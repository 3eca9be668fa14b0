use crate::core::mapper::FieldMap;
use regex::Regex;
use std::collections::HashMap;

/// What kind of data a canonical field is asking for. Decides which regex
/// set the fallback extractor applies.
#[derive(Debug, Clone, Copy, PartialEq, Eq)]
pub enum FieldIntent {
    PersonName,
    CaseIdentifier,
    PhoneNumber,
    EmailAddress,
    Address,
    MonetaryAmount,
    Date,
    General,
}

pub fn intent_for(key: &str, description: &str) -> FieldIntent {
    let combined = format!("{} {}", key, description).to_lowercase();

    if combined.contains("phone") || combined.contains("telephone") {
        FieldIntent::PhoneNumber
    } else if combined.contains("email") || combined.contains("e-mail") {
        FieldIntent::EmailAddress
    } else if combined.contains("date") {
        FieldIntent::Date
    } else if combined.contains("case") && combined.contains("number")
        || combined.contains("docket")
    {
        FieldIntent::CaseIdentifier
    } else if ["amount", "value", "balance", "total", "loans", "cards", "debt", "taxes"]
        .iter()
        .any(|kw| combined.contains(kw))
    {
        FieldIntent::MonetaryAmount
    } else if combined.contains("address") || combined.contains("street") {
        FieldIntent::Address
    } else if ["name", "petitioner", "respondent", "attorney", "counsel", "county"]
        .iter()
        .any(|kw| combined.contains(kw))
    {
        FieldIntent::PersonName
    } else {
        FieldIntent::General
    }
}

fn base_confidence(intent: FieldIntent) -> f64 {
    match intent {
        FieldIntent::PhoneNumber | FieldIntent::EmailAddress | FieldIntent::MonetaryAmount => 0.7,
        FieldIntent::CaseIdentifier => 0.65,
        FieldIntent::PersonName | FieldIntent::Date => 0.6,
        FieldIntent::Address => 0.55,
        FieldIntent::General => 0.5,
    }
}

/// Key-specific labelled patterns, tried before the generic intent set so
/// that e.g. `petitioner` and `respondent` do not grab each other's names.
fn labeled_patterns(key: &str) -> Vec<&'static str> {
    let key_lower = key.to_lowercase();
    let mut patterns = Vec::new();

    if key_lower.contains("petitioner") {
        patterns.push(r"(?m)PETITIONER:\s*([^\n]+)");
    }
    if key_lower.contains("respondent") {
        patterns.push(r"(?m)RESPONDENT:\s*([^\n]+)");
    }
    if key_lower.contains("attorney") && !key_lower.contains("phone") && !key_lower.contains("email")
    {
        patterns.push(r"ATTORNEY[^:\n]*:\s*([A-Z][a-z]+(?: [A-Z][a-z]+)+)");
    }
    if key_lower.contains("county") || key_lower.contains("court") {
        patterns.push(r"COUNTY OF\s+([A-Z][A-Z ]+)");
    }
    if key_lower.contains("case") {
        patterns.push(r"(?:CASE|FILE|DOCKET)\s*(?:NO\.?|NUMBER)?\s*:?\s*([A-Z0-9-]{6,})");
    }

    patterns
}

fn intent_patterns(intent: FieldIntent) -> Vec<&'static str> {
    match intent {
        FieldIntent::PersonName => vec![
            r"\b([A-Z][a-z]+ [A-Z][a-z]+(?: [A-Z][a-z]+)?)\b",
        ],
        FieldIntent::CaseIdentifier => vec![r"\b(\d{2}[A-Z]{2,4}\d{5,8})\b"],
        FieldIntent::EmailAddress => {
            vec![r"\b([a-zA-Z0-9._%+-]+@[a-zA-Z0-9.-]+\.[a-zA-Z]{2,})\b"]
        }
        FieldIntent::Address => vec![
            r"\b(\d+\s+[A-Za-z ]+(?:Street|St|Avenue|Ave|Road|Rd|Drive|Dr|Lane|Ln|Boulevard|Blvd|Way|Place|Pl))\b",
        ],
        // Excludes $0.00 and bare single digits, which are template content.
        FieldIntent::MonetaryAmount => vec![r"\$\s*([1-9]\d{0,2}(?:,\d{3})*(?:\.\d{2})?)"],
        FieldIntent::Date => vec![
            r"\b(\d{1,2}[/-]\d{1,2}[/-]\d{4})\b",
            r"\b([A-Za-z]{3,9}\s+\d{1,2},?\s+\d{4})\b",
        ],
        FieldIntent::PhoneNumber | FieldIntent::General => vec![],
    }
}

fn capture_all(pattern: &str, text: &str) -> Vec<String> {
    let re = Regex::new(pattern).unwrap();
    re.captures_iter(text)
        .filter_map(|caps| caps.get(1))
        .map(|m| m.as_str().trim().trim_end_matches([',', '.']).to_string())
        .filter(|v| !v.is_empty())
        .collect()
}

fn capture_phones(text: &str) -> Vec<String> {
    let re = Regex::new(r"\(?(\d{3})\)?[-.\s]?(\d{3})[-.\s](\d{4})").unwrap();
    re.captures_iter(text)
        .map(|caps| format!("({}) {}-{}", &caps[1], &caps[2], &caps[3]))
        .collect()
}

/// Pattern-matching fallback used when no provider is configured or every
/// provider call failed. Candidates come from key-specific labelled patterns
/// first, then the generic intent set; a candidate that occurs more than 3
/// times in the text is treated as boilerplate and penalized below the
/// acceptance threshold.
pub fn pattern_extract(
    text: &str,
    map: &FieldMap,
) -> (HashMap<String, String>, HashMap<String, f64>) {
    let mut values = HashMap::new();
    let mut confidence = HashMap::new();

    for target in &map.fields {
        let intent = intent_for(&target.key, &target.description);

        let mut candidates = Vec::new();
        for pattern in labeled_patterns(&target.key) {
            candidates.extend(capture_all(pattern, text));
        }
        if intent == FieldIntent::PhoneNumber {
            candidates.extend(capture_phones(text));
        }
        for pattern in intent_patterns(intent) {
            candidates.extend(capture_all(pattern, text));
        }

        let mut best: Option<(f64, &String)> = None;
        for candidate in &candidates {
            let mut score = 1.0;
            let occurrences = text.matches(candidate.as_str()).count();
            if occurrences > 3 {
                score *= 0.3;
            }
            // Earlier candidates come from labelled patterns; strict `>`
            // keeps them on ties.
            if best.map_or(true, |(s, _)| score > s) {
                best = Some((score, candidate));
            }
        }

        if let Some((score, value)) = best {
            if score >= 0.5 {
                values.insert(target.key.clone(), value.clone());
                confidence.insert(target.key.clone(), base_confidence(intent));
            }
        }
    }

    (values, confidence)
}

#####

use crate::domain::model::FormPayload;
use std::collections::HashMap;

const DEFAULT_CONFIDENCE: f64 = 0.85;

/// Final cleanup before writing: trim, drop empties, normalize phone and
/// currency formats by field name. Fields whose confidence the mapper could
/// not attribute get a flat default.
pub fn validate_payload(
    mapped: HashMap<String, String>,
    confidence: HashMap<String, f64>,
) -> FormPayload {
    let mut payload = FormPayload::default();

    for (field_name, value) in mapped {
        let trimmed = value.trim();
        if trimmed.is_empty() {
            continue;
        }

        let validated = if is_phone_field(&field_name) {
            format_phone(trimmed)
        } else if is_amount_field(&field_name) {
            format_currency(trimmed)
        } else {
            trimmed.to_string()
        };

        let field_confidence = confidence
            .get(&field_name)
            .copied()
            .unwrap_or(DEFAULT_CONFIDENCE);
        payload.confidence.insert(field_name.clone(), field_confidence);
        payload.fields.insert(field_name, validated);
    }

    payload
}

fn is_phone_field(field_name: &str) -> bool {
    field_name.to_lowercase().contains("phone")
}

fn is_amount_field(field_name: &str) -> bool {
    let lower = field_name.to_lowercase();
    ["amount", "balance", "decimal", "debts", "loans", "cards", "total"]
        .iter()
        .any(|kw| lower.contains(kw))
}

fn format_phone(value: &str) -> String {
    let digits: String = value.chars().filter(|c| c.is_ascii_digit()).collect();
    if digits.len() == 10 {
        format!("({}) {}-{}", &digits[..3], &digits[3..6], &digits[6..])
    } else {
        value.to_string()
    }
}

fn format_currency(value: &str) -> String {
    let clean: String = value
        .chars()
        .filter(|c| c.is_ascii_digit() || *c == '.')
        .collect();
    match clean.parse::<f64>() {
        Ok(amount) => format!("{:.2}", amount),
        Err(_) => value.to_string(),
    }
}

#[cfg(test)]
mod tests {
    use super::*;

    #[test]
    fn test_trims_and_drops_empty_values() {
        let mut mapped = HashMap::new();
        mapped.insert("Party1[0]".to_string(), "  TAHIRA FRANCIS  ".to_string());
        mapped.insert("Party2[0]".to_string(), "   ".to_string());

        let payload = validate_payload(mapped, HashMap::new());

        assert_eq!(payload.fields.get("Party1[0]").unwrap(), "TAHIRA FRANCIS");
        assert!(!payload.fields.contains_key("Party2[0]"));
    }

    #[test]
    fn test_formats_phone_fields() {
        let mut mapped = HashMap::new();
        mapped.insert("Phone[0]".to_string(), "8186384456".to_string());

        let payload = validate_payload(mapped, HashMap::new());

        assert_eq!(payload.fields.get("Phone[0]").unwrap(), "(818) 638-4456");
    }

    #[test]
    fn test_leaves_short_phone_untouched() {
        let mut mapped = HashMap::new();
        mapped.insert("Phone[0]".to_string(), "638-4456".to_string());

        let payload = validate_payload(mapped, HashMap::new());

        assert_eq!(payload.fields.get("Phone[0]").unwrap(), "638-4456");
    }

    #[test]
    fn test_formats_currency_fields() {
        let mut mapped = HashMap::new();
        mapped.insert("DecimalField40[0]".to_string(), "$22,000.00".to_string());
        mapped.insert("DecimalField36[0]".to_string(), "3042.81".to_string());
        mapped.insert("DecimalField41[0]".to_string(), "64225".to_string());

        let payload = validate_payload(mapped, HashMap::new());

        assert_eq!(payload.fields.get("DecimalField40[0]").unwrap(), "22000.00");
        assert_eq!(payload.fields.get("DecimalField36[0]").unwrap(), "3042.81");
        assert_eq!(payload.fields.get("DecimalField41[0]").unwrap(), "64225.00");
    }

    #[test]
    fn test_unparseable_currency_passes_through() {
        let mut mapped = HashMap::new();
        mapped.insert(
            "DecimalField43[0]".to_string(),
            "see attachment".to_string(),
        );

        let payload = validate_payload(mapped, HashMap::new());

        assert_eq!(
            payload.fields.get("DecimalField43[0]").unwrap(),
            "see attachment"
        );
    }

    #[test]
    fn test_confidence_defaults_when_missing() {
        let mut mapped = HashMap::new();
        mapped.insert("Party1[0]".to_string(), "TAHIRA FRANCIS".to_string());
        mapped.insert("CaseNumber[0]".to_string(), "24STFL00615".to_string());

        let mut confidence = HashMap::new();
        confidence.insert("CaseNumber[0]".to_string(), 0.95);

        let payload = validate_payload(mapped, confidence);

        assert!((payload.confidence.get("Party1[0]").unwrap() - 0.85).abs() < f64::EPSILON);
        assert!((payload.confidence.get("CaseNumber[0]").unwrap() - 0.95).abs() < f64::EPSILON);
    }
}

#####

Task description: Which lines of the data above contain the string "digits"? Copy each of them.

Result of the exercise:
        // Excludes $0.00 and bare single digits, which are template content.
    let digits: String = value.chars().filter(|c| c.is_ascii_digit()).collect();
    if digits.len() == 10 {
        format!("({}) {}-{}", &digits[..3], &digits[3..6], &digits[6..])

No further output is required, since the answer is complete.